(Stored items)
════════

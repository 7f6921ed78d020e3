//! Lighting data model shared by the fill-light engine and its front-ends.
//!
//! Everything here is plain data: a [`ConfigurationModel`] describes one
//! lighting setup, a [`Template`] is a named copy of one, and [`PRESETS`]
//! lists the read-only setups that ship with the app.

mod color;
mod config;
mod preset;
mod template;

pub use color::Color;
pub use config::{ConfigurationModel, Edit, Field, Pattern, clamp_percent};
pub use preset::{PRESETS, Preset};
pub use template::{Template, TemplateId};

use thiserror::Error;

// ==========================================
// VALIDATION
// ==========================================

/// Rejected user or external input.
#[derive(Debug, Clone, PartialEq, Eq, Error)]
pub enum ValidationError {
    #[error("template name must not be empty")]
    EmptyName,
    #[error("'{0}' is not a hex color")]
    MalformedColor(String),
    #[error("{field} expects a number, got '{raw}'")]
    NotANumber { field: Field, raw: String },
    #[error("unknown pattern '{0}'")]
    UnknownPattern(String),
}
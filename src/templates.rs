//! The saved-template collection.
//!
//! Insertion order is display order. The whole collection lives under a
//! single storage key and is rewritten on every save and delete; a write
//! that fails leaves the in-memory collection untouched.

use std::collections::HashSet;
use std::sync::Arc;

use serde::{Deserialize, Serialize};
use shared::{Color, ConfigurationModel, Pattern, Template, TemplateId, ValidationError};
use thiserror::Error;
use tracing::{debug, info, warn};

use crate::clock::Clock;
use crate::storage::{KeyValueStore, StorageError};

pub const TEMPLATES_KEY: &str = "savedTemplates";

#[derive(Debug, Error)]
pub enum TemplateError {
    #[error("invalid template name: {0}")]
    InvalidName(#[from] ValidationError),
    #[error("template {0} not found")]
    NotFound(TemplateId),
    #[error("failed to persist templates: {0}")]
    Persistence(#[from] StorageError),
}

// ═══════════════════════════════════════════════════════════════════════════════
//  Persisted shape
// ═══════════════════════════════════════════════════════════════════════════════

/// Numbers written by older front-ends may arrive as strings.
#[derive(Debug, Clone, Deserialize)]
#[serde(untagged)]
enum LooseNumber {
    Int(i64),
    Float(f64),
    Text(String),
}

impl LooseNumber {
    fn to_i64(&self) -> Option<i64> {
        match self {
            Self::Int(v) => Some(*v),
            Self::Float(v) if v.is_finite() => Some(*v as i64),
            Self::Float(_) => None,
            Self::Text(s) => s.trim().parse().ok(),
        }
    }
}

#[derive(Debug, Serialize)]
#[serde(rename_all = "camelCase")]
struct TemplateRecordOut<'a> {
    id: TemplateId,
    name: &'a str,
    brightness: u8,
    color: Color,
    pattern: Pattern,
    saturation: u8,
    screen_brightness: u8,
}

#[derive(Debug, Deserialize)]
#[serde(rename_all = "camelCase")]
struct TemplateRecordIn {
    id: TemplateId,
    name: String,
    brightness: LooseNumber,
    color: Color,
    #[serde(default)]
    pattern: Pattern,
    #[serde(default)]
    saturation: Option<LooseNumber>,
    #[serde(default)]
    screen_brightness: Option<LooseNumber>,
}

impl TemplateRecordIn {
    fn into_template(self) -> Template {
        let defaults = ConfigurationModel::default();
        let percent = |n: Option<&LooseNumber>, fallback: u8| {
            n.and_then(LooseNumber::to_i64).unwrap_or(fallback as i64)
        };
        let config = ConfigurationModel::new(
            percent(Some(&self.brightness), defaults.brightness()),
            self.color,
            self.pattern,
            percent(self.saturation.as_ref(), defaults.saturation()),
            percent(self.screen_brightness.as_ref(), defaults.screen_brightness()),
        );
        Template::new(self.id, self.name, config)
    }
}

fn encode(templates: &[Template]) -> Result<String, StorageError> {
    let records: Vec<TemplateRecordOut<'_>> = templates
        .iter()
        .map(|t| {
            let c = t.config();
            TemplateRecordOut {
                id: t.id(),
                name: t.name(),
                brightness: c.brightness(),
                color: c.color(),
                pattern: c.pattern(),
                saturation: c.saturation(),
                screen_brightness: c.screen_brightness(),
            }
        })
        .collect();
    Ok(serde_json::to_string_pretty(&records)?)
}

/// Decodes the collection record by record. A malformed record is skipped
/// with a warning; only a value that is not an array fails as a whole.
fn decode(raw: &str) -> Result<Vec<Template>, serde_json::Error> {
    let records: Vec<serde_json::Value> = serde_json::from_str(raw)?;
    Ok(records
        .into_iter()
        .enumerate()
        .filter_map(|(index, record)| {
            match serde_json::from_value::<TemplateRecordIn>(record) {
                Ok(record) => Some(record.into_template()),
                Err(err) => {
                    warn!(index, error = %err, "skipping malformed saved template");
                    None
                }
            }
        })
        .collect())
}

// ═══════════════════════════════════════════════════════════════════════════════
//  Store
// ═══════════════════════════════════════════════════════════════════════════════

pub struct TemplateStore {
    storage: Box<dyn KeyValueStore>,
    clock: Arc<dyn Clock>,
    /// `None` until the first access loads from storage.
    templates: Option<Vec<Template>>,
    last_id: u64,
}

impl TemplateStore {
    pub fn new(storage: Box<dyn KeyValueStore>, clock: Arc<dyn Clock>) -> Self {
        Self {
            storage,
            clock,
            templates: None,
            last_id: 0,
        }
    }

    /// Saved templates in insertion order.
    pub fn list(&mut self) -> &[Template] {
        self.loaded()
    }

    pub fn get(&mut self, id: TemplateId) -> Option<&Template> {
        self.loaded().iter().find(|t| t.id() == id)
    }

    /// Appends a new template and persists the collection.
    pub fn save(
        &mut self,
        name: &str,
        config: ConfigurationModel,
    ) -> Result<Template, TemplateError> {
        let name = Template::validate_name(name)?.to_string();
        let mut next = self.loaded().clone();
        let id = self.next_id();
        let template = Template::new(id, name, config);
        next.push(template.clone());
        self.persist(&next)?;
        self.templates = Some(next);
        self.last_id = self.last_id.max(id.get());

        info!(id = %id, name = template.name(), "template saved");
        Ok(template)
    }

    /// Removes the template with `id`. Unknown ids are a no-op.
    pub fn delete(&mut self, id: TemplateId) -> Result<(), TemplateError> {
        let current = self.loaded();
        if !current.iter().any(|t| t.id() == id) {
            debug!(id = %id, "delete ignored, template not found");
            return Ok(());
        }

        let next: Vec<Template> = current.iter().filter(|t| t.id() != id).cloned().collect();
        self.persist(&next)?;
        self.templates = Some(next);

        info!(id = %id, "template deleted");
        Ok(())
    }

    /// A copy of the stored configuration for `id`.
    pub fn apply(&mut self, id: TemplateId) -> Result<ConfigurationModel, TemplateError> {
        self.get(id)
            .map(Template::config)
            .ok_or(TemplateError::NotFound(id))
    }

    fn loaded(&mut self) -> &mut Vec<Template> {
        if self.templates.is_none() {
            let templates = self.read_persisted();
            self.last_id = templates.iter().map(|t| t.id().get()).max().unwrap_or(0);
            self.templates = Some(templates);
        }
        self.templates.get_or_insert_with(Vec::new)
    }

    fn read_persisted(&self) -> Vec<Template> {
        let raw = match self.storage.get(TEMPLATES_KEY) {
            Ok(Some(raw)) => raw,
            Ok(None) => {
                debug!("no saved templates yet");
                return Vec::new();
            }
            Err(err) => {
                warn!(error = %err, "could not read saved templates, starting empty");
                return Vec::new();
            }
        };

        match decode(&raw) {
            Ok(templates) => {
                debug!(count = templates.len(), "loaded saved templates");
                templates
            }
            Err(err) => {
                warn!(error = %err, "saved templates are corrupt, starting empty");
                Vec::new()
            }
        }
    }

    fn persist(&mut self, templates: &[Template]) -> Result<(), StorageError> {
        let json = encode(templates)?;
        self.storage.set(TEMPLATES_KEY, &json)
    }

    /// Creation time in milliseconds, bumped past the last allocated id so
    /// two saves within one millisecond stay distinct.
    fn next_id(&self) -> TemplateId {
        let candidate = self.clock.epoch_millis().max(self.last_id.saturating_add(1));
        if candidate > self.last_id {
            return TemplateId::new(candidate);
        }
        // Nothing is left above the largest id; take the highest free one below it.
        let taken: HashSet<u64> = self.templates.iter().flatten().map(|t| t.id().get()).collect();
        let free = (0..candidate).rev().find(|id| !taken.contains(id)).unwrap_or(0);
        TemplateId::new(free)
    }
}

════════

Only a number is wanted here: how many lines above hold the string "impl"?

3